Saved entries
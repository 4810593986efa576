//! Directory-backed storage: one JSON file per key.

use std::fs::{self, File};
use std::io::{ErrorKind, Write};
use std::path::{Path, PathBuf};

use super::{KeyValueStore, StorageError};

/// Stores each key as `<dir>/<key>.json`.
///
/// Writes go to a temporary sibling file which is synced and renamed over the
/// target, so a crash mid-write leaves the previous value intact.
#[derive(Debug, Clone)]
pub struct FileStorage {
    dir: PathBuf,
}

impl FileStorage {
    /// Open (creating if needed) a storage directory.
    ///
    /// # Errors
    ///
    /// Returns `StorageError::Io` if the directory cannot be created.
    pub fn open(dir: impl Into<PathBuf>) -> Result<Self, StorageError> {
        let dir = dir.into();
        fs::create_dir_all(&dir)?;
        Ok(Self { dir })
    }

    /// The storage directory.
    #[must_use]
    pub fn dir(&self) -> &Path {
        &self.dir
    }

    fn path_for(&self, key: &str) -> Result<PathBuf, StorageError> {
        let valid = !key.is_empty()
            && key
                .chars()
                .all(|c| c.is_ascii_alphanumeric() || c == '-' || c == '_');
        if !valid {
            return Err(StorageError::InvalidKey(key.to_owned()));
        }
        Ok(self.dir.join(format!("{key}.json")))
    }
}

impl KeyValueStore for FileStorage {
    fn get(&self, key: &str) -> Result<Option<String>, StorageError> {
        let path = self.path_for(key)?;
        match fs::read_to_string(&path) {
            Ok(contents) => Ok(Some(contents)),
            Err(e) if e.kind() == ErrorKind::NotFound => Ok(None),
            // Non-UTF-8 bytes are handed back as-is so the bridge treats them as corrupt.
            Err(e) if e.kind() == ErrorKind::InvalidData => {
                let bytes = fs::read(&path)?;
                Ok(Some(String::from_utf8_lossy(&bytes).into_owned()))
            }
            Err(e) => Err(e.into()),
        }
    }

    fn set(&self, key: &str, value: &str) -> Result<(), StorageError> {
        let path = self.path_for(key)?;
        let temp_path = path.with_extension("json.tmp");

        let written = File::create(&temp_path).and_then(|mut file| {
            file.write_all(value.as_bytes())?;
            file.sync_all()?;
            fs::rename(&temp_path, &path)
        });
        if let Err(e) = written {
            match fs::remove_file(&temp_path) {
                Ok(()) => {}
                Err(cleanup) if cleanup.kind() == ErrorKind::NotFound => {}
                Err(cleanup) => {
                    tracing::warn!(
                        path = %temp_path.display(),
                        error = %cleanup,
                        "Failed to remove temp file"
                    );
                }
            }
            return Err(e.into());
        }
        Ok(())
    }

    fn remove(&self, key: &str) -> Result<(), StorageError> {
        let path = self.path_for(key)?;
        match fs::remove_file(path) {
            Ok(()) => Ok(()),
            Err(e) if e.kind() == ErrorKind::NotFound => Ok(()),
            Err(e) => Err(e.into()),
        }
    }
}

#[cfg(test)]
#[allow(clippy::unwrap_used)]
mod tests {
    use tempfile::TempDir;

    use super::*;

    #[test]
    fn test_roundtrip_and_remove() {
        let dir = TempDir::new().unwrap();
        let storage = FileStorage::open(dir.path()).unwrap();

        assert_eq!(storage.get("cart").unwrap(), None);
        storage.set("cart", r#"[{"id":"1"}]"#).unwrap();
        assert_eq!(
            storage.get("cart").unwrap().as_deref(),
            Some(r#"[{"id":"1"}]"#)
        );
        assert!(dir.path().join("cart.json").exists());

        storage.remove("cart").unwrap();
        assert_eq!(storage.get("cart").unwrap(), None);
        storage.remove("cart").unwrap();
    }

    #[test]
    fn test_values_survive_reopen() {
        let dir = TempDir::new().unwrap();
        FileStorage::open(dir.path())
            .unwrap()
            .set("recentlyViewed", "[]")
            .unwrap();

        let reopened = FileStorage::open(dir.path()).unwrap();
        assert_eq!(
            reopened.get("recentlyViewed").unwrap().as_deref(),
            Some("[]")
        );
    }

    #[test]
    fn test_failed_write_leaves_no_temp_file() {
        let dir = TempDir::new().unwrap();
        let storage = FileStorage::open(dir.path()).unwrap();
        // A directory in the target's place makes the final rename fail.
        fs::create_dir(dir.path().join("cart.json")).unwrap();

        assert!(matches!(storage.set("cart", "[]"), Err(StorageError::Io(_))));
        assert!(!dir.path().join("cart.json.tmp").exists());
    }

    #[test]
    fn test_rejects_path_like_keys() {
        let dir = TempDir::new().unwrap();
        let storage = FileStorage::open(dir.path()).unwrap();

        assert!(matches!(
            storage.set("../escape", "x"),
            Err(StorageError::InvalidKey(_))
        ));
        assert!(matches!(storage.get(""), Err(StorageError::InvalidKey(_))));
    }

    #[test]
    fn test_open_creates_nested_directory() {
        let dir = TempDir::new().unwrap();
        let nested = dir.path().join("a").join("b");
        let storage = FileStorage::open(&nested).unwrap();
        assert_eq!(storage.dir(), nested.as_path());
        assert!(nested.is_dir());
    }
}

## [Work order]
Check every line of the data above for the string "Result", and copy those that have it.

## [The answer]
    pub fn open(dir: impl Into<PathBuf>) -> Result<Self, StorageError> {
    fn path_for(&self, key: &str) -> Result<PathBuf, StorageError> {
    fn get(&self, key: &str) -> Result<Option<String>, StorageError> {
    fn set(&self, key: &str, value: &str) -> Result<(), StorageError> {
    fn remove(&self, key: &str) -> Result<(), StorageError> {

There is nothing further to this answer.